Można też inaczej. Można przecież dostrzec, że co prawda skonstruowanie maszyny do szycia sprawiło, że to, co wymagało pracy pięciu krawcowych, dzisiaj wykonuje jedna, ale pozostałe cztery, zwolnione z szermierki igłą, również może zasiąść do maszyny, szyjąc dziennie nie jedną, a pięć par spodni na głowę. W tym samym czasie, a więc za tę samą cenę – obniżając w rezultacie cenę każdej pary spodni pięciokrotnie! Ci, którzy do tamtej pory kupowali jedną parę rocznie – będą mogli kupować ją co dwa miesiące. I to tylko się zmieni – na plus więc, jak widać. A jeśli komu jedna para rocznie wystarcza i odbierze tym pracę krawcowej, to zaoszczędzi pieniądze. Zaoszczędzi, więc będzie miał co wydać – na inną potrzebę. Potrzebę, którą ktoś będzie musiał spełnić. Ktoś będzie musiał więc wykonać pracę. Ilość „miejsc pracy” więc będzie dokładnie taka sama. Tyle tylko, że powściągliwego właściciela spodni będzie stać na więcej, niż do tej pory. I to tylko się zmieni. Rozwój technologii zatem nie zmniejsza liczby miejsc pracy – zwiększa jedynie dobrobyt.
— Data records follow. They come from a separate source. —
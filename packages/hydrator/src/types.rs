use chrono::{DateTime, Utc};
use serde::{Deserialize, Serialize};
use std::fmt;
use std::str::FromStr;

/// Tweet identifier from the input corpus.
///
/// Opaque to the pipeline, but always a non-empty run of ASCII digits so
/// that one bad value cannot poison an entire lookup request.
#[derive(Debug, Clone, PartialEq, Eq, Hash, PartialOrd, Ord, Serialize, Deserialize)]
#[serde(try_from = "String", into = "String")]
pub struct TweetId(String);

impl TweetId {
    pub fn as_str(&self) -> &str {
        &self.0
    }
}

impl FromStr for TweetId {
    type Err = String;

    fn from_str(s: &str) -> Result<Self, Self::Err> {
        let trimmed = s.trim();
        if trimmed.is_empty() {
            return Err("empty tweet id".to_string());
        }
        if !trimmed.bytes().all(|b| b.is_ascii_digit()) {
            return Err(format!("tweet id `{}` is not numeric", trimmed));
        }
        Ok(TweetId(trimmed.to_string()))
    }
}

impl TryFrom<String> for TweetId {
    type Error = String;

    fn try_from(value: String) -> Result<Self, Self::Error> {
        value.parse()
    }
}

impl From<TweetId> for String {
    fn from(id: TweetId) -> Self {
        id.0
    }
}

impl AsRef<str> for TweetId {
    fn as_ref(&self) -> &str {
        &self.0
    }
}

impl fmt::Display for TweetId {
    fn fmt(&self, f: &mut fmt::Formatter<'_>) -> fmt::Result {
        f.write_str(&self.0)
    }
}

/// One row of the result store. Written once, never updated.
///
/// Field order is the CSV column order: `tweet_id,text,created_at,author_id`.
#[derive(Debug, Clone, PartialEq, Serialize, Deserialize)]
pub struct HydratedRecord {
    pub tweet_id: TweetId,
    pub text: String,
    pub created_at: Option<DateTime<Utc>>,
    pub author_id: Option<String>,
}

impl HydratedRecord {
    /// Build a record from a looked-up tweet whose id is already known to be
    /// part of the batch.
    pub fn from_tweet(tweet_id: TweetId, tweet: twitter_client::Tweet) -> Self {
        Self {
            tweet_id,
            text: tweet.text,
            created_at: tweet.created_at,
            author_id: tweet.author_id,
        }
    }
}

/// CSV header of the result store.
pub const RESULT_HEADER: [&str; 4] = ["tweet_id", "text", "created_at", "author_id"];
Pewnie dlatego właśnie, mimo, że wydajność pracy człowieka wzrosła w ciągu historii naszej gospodarki tysiące razy, bezrobocie tysiące razy nie wzrosło. Wzrosła za to liczba dóbr, na jakie możemy sobie pozwolić. Praca jest zawsze wtedy, gdy istnieją niezaspokojone potrzeby. Chciałoby się więc, by faktycznie zabrakło pracy – oznaczałoby to, że wszystkie nasze potrzeby są zaspokojone i w dodatku nie musimy pracować! Nie łudźmy się jednak, że zaprowadzimy Arkadię na Ziemi. Żaden rozwój nie uwolni ludzi od pracy. To mitologia. Niestety.